- Born: August 2, 1960 (age 65) Warren, Ohio
- Education: Lakeview (OH) Kent State University
- Occupation: close-up magician
- Awards: Grand Prix (1988 FISM) Close-up Magician of the Year (1986, 1987) Lecturer of the Year (1995, 1999) Parlour Magician of the Year (2013, 2017 The Magic Castle & the Academy of Magical Arts, Hollywood, California) Ben Chavez Memorial Award (1988) IBM Gold Cup Award of Excellence (1983) SAM Gold Medal Award of Honor (1986)
- Website: https://www.johnnyacepalmer.com/

= Johnny Ace Palmer =

American close-up magician

Johnny Ace Palmer (born August 2, 1960) is an American close-up magician. Palmer has won numerous awards related to magic within his career, including become the first close-up magician in history to receive the Grand Prix award from the International Federation of Magic Societies.

==Personal life==
Johnny Ace Palmer was born in Warren, Ohio. Palmer attended Lakeview High School. Palmer graduated from Kent State University, majoring in theater arts and psychology. Johnny married his first wife Susan in 1991; she was killed in a car accident in 2020. Johnny is now married to his wife Joyce, who he married in 2023.

== Magic career ==
Palmer became interested in magic when his grandfather hid a coin from him, before he turned a year old. He Learned his first card trick when he was four. He got his first gig at age twelve, when he performed at a church.

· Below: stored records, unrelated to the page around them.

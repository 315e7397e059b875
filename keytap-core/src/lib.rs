//! Keytap Core - first-touch WebAuthn assertions across several security keys
//!
//! This crate fans one WebAuthn challenge out to every attached authenticator
//! at once and keeps the assertion of whichever device the user touches
//! first. The other devices are told to stop through a shared cancellation
//! signal rather than being interrupted.
//!
//! # Features
//!
//! - One OS thread per device, joined before any outcome is decided
//! - First-writer-wins result slot paired with a monotonic cancel signal
//! - Timeout and ineligible devices absorbed; transport failures fatal
//! - Single "insert your key and press enter" retry when nothing is attached
//! - Pluggable device backend, with a simulated one for tests
//!
//! # Example
//!
//! ```no_run
//! use std::sync::Arc;
//! use std::time::Duration;
//! use keytap_core::{AssertionCoordinator, ConsoleFeedback, MockBackend, MockDevice};
//!
//! # fn example() -> keytap_core::Result<()> {
//! let backend = MockBackend::new(vec![
//!     MockDevice::new("/dev/hidraw0").holding(vec![1, 2, 3]),
//!     MockDevice::new("/dev/hidraw1")
//!         .holding(vec![1, 2, 3])
//!         .touched_after(Duration::from_millis(100)),
//! ]);
//!
//! let coordinator =
//!     AssertionCoordinator::new(Arc::new(backend), Arc::new(ConsoleFeedback::stderr()));
//! let result = coordinator.verify_request("https://example.okta.com", "challenge", "AQID")?;
//! assert_eq!(result.assertion.credential_id, vec![1, 2, 3]);
//! # Ok(())
//! # }
//! ```

pub mod context;
pub mod coordinator;
pub mod device;
pub mod encoding;
pub mod error;
pub mod feedback;
pub mod locator;
pub mod signal;
pub mod slot;
pub mod worker;

// Re-export main types for convenience
pub use context::{ChallengeContext, CredentialDescriptor, CredentialType, RelyingParty};
pub use coordinator::AssertionCoordinator;
pub use device::{
    Assertion, AssertionResponse, AssertionResult, AuthenticatorBackend, DeviceHandle,
    KeepaliveStatus,
};
pub use error::{DeviceError, KeytapError, Result};
pub use feedback::{ConsoleFeedback, Feedback};
pub use locator::DeviceLocator;
pub use signal::CancelSignal;
pub use slot::ResultSlot;
pub use worker::{Race, Worker, WorkerOutcome};

#[cfg(feature = "mock")]
pub use device::{MockBackend, MockBackendConfig, MockDevice, Touch};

Palmer won the title of World Champion Magician in 1988. In so doing, he became the first close-up magician in history to receive the Grand Prix award from the International Federation of Magic Societies, and only the second American to win the award next to Lance Burton who was the first in 1982.

Palmer stopped performing large-scale illusions when his assistant, Peggy, his sister, got married. After that, he moved to Huntington Beach and focused on close-up sleight-of-hand magic tricks with cards, coins, and other ordinary objects. Palmer rarely performed for the public because he prefers special events.

Johnny appeared on the cover of The Linking Ring Magazine in 1998. Palmer was featured in an episode of the TV series Masters of Illusion aired March 2009.